Between 1893 and his death, in 1907, George became an internationally known art collector and was a patron of the artist John Singer Sargent. At the time of his death, he owned one of the finest collections of paintings by modern British artists in the world. He made it his rule not to acquire a picture unless it was painted in his own lifetime.

An authoritative, well-illustrated text book about the McCulloch collection was published in 2018 by George McCulloch's biographer, Lawrence Robert McCallum (see references).

McCulloch died in 1907, the year before his son Alexander McCulloch won a silver medal in the Single Sculls at the 1908 London Summer Olympic Regatta.

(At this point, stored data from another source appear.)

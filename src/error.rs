//! Error taxonomy shared by the store, repository and lifecycle engine.

use crate::fields::Status;
use crate::lifecycle::Transition;

/// Failures raised by a key-value store backend.
#[derive(Debug, thiserror::Error)]
pub enum StoreError {
    #[error("store I/O failed: {0}")]
    Io(#[from] std::io::Error),

    #[error("store holds malformed JSON: {0}")]
    Json(#[from] serde_json::Error),
}

#[derive(Debug, thiserror::Error)]
pub enum TrackerError {
    #[error("Validation failed: {0}")]
    Validation(String),

    #[error("Not allowed: {0}")]
    Authorization(String),

    #[error("{entity} {id} not found")]
    NotFound { entity: &'static str, id: u64 },

    /// Deliberately does not say whether the email or the passphrase was wrong.
    #[error("invalid email or password")]
    Authentication,

    #[error("cannot {transition} a task that is {from}")]
    InvalidTransition { from: Status, transition: Transition },

    #[error("no user is signed in; run `bt login` first")]
    NotSignedIn,

    #[error(transparent)]
    Store(#[from] StoreError),
}

impl TrackerError {
    pub fn task_not_found(id: u64) -> Self {
        TrackerError::NotFound { entity: "Task", id }
    }
}

pub type Result<T> = std::result::Result<T, TrackerError>;
//! User records and the default catalog seeded into a fresh store.

use serde::{Deserialize, Serialize};

use crate::fields::Role;

/// An identity that can sign in, own tasks and log time.
#[derive(Debug, Clone, PartialEq, Serialize, Deserialize)]
#[serde(rename_all = "camelCase")]
pub struct User {
    pub id: u64,
    pub name: String,
    pub email: String,
    pub role: Role,
    #[serde(default, skip_serializing_if = "Option::is_none")]
    pub avatar: Option<String>,
}

impl User {
    pub fn is_manager(&self) -> bool {
        self.role == Role::Manager
    }

    /// First word of the display name, used in greetings.
    pub fn first_name(&self) -> &str {
        self.name.split_whitespace().next().unwrap_or(&self.name)
    }
}

/// Catalog written to the store when no `users` record exists yet.
pub fn default_users() -> Vec<User> {
    vec![
        User {
            id: 1,
            name: "John Developer".into(),
            email: "john@example.com".into(),
            role: Role::Developer,
            avatar: None,
        },
        User {
            id: 2,
            name: "Sarah Manager".into(),
            email: "sarah@example.com".into(),
            role: Role::Manager,
            avatar: None,
        },
        User {
            id: 3,
            name: "Mike Developer".into(),
            email: "mike@example.com".into(),
            role: Role::Developer,
            avatar: None,
        },
    ]
}

/// Resolve a user id to a display name, degrading to "Unknown User".
pub fn display_name(users: &[User], id: u64) -> &str {
    users
        .iter()
        .find(|u| u.id == id)
        .map(|u| u.name.as_str())
        .unwrap_or("Unknown User")
}
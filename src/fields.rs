//! Enumerations and field types for tasks and users.
//!
//! This module defines the structured values used to classify tasks and people:
//! user roles, task priorities, lifecycle statuses and list ordering options.

use std::fmt;

use clap::ValueEnum;
use serde::{Deserialize, Serialize};

/// Role of a user, deciding which lifecycle moves they may make.
#[derive(Debug, Clone, Copy, Serialize, Deserialize, ValueEnum, PartialEq, Eq, Hash)]
#[serde(rename_all = "kebab-case")]
pub enum Role {
    Developer,
    Manager,
}

/// Task priority.
#[derive(Debug, Clone, Copy, Serialize, Deserialize, ValueEnum, PartialEq, Eq, Hash)]
#[serde(rename_all = "kebab-case")]
pub enum Priority {
    Low,
    Medium,
    High,
    Critical,
}

impl Priority {
    /// Fixed rank used for ordering: low(1) < medium(2) < high(3) < critical(4).
    pub fn rank(self) -> u8 {
        match self {
            Priority::Low => 1,
            Priority::Medium => 2,
            Priority::High => 3,
            Priority::Critical => 4,
        }
    }
}

/// Position of a task in its lifecycle.
#[derive(Debug, Clone, Copy, Serialize, Deserialize, ValueEnum, PartialEq, Eq, Hash)]
#[serde(rename_all = "kebab-case")]
pub enum Status {
    Open,
    InProgress,
    PendingApproval,
    Closed,
    Reopened,
}

impl Status {
    /// Statuses that count as actively worked on.
    pub fn is_worked(self) -> bool {
        matches!(self, Status::InProgress | Status::PendingApproval)
    }

    /// `reopened` behaves like `open` for the forward transitions.
    pub fn is_open_like(self) -> bool {
        matches!(self, Status::Open | Status::Reopened)
    }

    /// Stored, kebab-case name of the status.
    pub fn as_str(self) -> &'static str {
        match self {
            Status::Open => "open",
            Status::InProgress => "in-progress",
            Status::PendingApproval => "pending-approval",
            Status::Closed => "closed",
            Status::Reopened => "reopened",
        }
    }
}

impl fmt::Display for Status {
    fn fmt(&self, f: &mut fmt::Formatter<'_>) -> fmt::Result {
        f.pad(self.as_str())
    }
}

impl fmt::Display for Priority {
    fn fmt(&self, f: &mut fmt::Formatter<'_>) -> fmt::Result {
        f.pad(match self {
            Priority::Low => "low",
            Priority::Medium => "medium",
            Priority::High => "high",
            Priority::Critical => "critical",
        })
    }
}

impl fmt::Display for Role {
    fn fmt(&self, f: &mut fmt::Formatter<'_>) -> fmt::Result {
        f.pad(match self {
            Role::Developer => "developer",
            Role::Manager => "manager",
        })
    }
}

/// Available sorting keys for task lists.
#[derive(Debug, Clone, Copy, Default, ValueEnum, PartialEq, Eq)]
pub enum SortKey {
    CreatedAt,
    #[default]
    UpdatedAt,
    Priority,
    DueDate,
}

/// Direction applied after sorting by a [`SortKey`].
#[derive(Debug, Clone, Copy, Default, ValueEnum, PartialEq, Eq)]
pub enum SortOrder {
    Asc,
    #[default]
    Desc,
}

#[cfg(test)]
mod tests {
    use super::*;

    #[test]
    fn test_priority_rank_is_not_lexicographic() {
        let mut ps = vec![Priority::Medium, Priority::Critical, Priority::Low, Priority::High];
        ps.sort_by_key(|p| p.rank());
        assert_eq!(ps, vec![Priority::Low, Priority::Medium, Priority::High, Priority::Critical]);
    }

    #[test]
    fn test_status_serialises_kebab_case() {
        let s = serde_json::to_string(&Status::PendingApproval).unwrap();
        assert_eq!(s, "\"pending-approval\"");
        let back: Status = serde_json::from_str("\"in-progress\"").unwrap();
        assert_eq!(back, Status::InProgress);
    }

    #[test]
    fn test_reopened_is_open_like() {
        assert!(Status::Reopened.is_open_like());
        assert!(Status::Open.is_open_like());
        assert!(!Status::Closed.is_open_like());
    }
}
//! The per-session context: one store plus the signed-in user.
//!
//! A `Workspace` is opened at startup (seeding the store if needed and picking up
//! any persisted session) and hands out the repository, identity and lifecycle
//! views over its store. Logging out clears both the persisted slot and the
//! in-memory user.

use tracing::info;

use crate::aggregate::visible_tasks;
use crate::db::TaskRepository;
use crate::error::{Result, TrackerError};
use crate::lifecycle::Lifecycle;
use crate::session::Identity;
use crate::store::KeyValueStore;
use crate::task::Task;
use crate::user::User;

pub struct Workspace<S> {
    store: S,
    user: Option<User>,
}

impl<S: KeyValueStore> Workspace<S> {
    /// Seed missing records and restore the persisted session, if any.
    pub fn open(mut store: S) -> Result<Self> {
        Identity::new(&mut store).seed()?;
        TaskRepository::new(&mut store).seed()?;
        let user = Identity::new(&mut store).session();
        Ok(Workspace { store, user })
    }

    pub fn current_user(&self) -> Option<&User> {
        self.user.as_ref()
    }

    pub fn require_user(&self) -> Result<&User> {
        self.user.as_ref().ok_or(TrackerError::NotSignedIn)
    }

    pub fn identity(&mut self) -> Identity<&mut S> {
        Identity::new(&mut self.store)
    }

    pub fn tasks(&mut self) -> TaskRepository<&mut S> {
        TaskRepository::new(&mut self.store)
    }

    /// Mutation commands on behalf of the signed-in user.
    pub fn lifecycle(&mut self) -> Result<Lifecycle<'_, S>> {
        let actor = self.user.as_ref().ok_or(TrackerError::NotSignedIn)?;
        Ok(Lifecycle::new(&mut self.store, actor))
    }

    /// Authenticate and persist the session.
    pub fn login(&mut self, email: &str, passphrase: &str) -> Result<&User> {
        let mut identity = Identity::new(&mut self.store);
        let user = identity.authenticate(email, passphrase)?;
        identity.set_session(Some(&user))?;
        Ok(self.user.insert(user))
    }

    pub fn logout(&mut self) -> Result<()> {
        Identity::new(&mut self.store).set_session(None)?;
        if let Some(user) = self.user.take() {
            info!(user_id = user.id, "signed out");
        }
        Ok(())
    }

    /// Read everything a view needs in one go.
    pub fn snapshot(&mut self) -> Result<Snapshot> {
        let viewer = self.require_user()?.clone();
        let users = self.identity().users()?;
        let tasks = self.tasks().list()?;
        Ok(Snapshot { viewer, users, tasks })
    }
}

/// Point-in-time copy of the collections, taken for one signed-in viewer.
#[derive(Debug, Clone)]
pub struct Snapshot {
    pub viewer: User,
    pub users: Vec<User>,
    pub tasks: Vec<Task>,
}

impl Snapshot {
    /// Tasks the viewer's role lets them see.
    pub fn visible(&self) -> Vec<&Task> {
        visible_tasks(&self.tasks, &self.viewer)
    }
}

George's widow, Agnes, married the Scottish painter James Coutts Michie in 1908. In 1909, the McCulloch Collection of Modern Art was exhibited at the Royal Academy Winter Exhibition at Burlington House. The bulk of the collection was sold by auction in 1913, with many pictures being purchased by Viscount Lever.

McCulloch's house at Queens Gate was used as a British Red Cross Voluntary Aid Detachment hospital during the Great War when it became known as the Michie Hospital.

For her war work, McCulloch's widow, Agnes Coutts Michie, received the CBE in 1920. In 1928, she donated a painting of George McCulloch by artist Barnett Samuel Marks to the Broken Hill Art Gallery.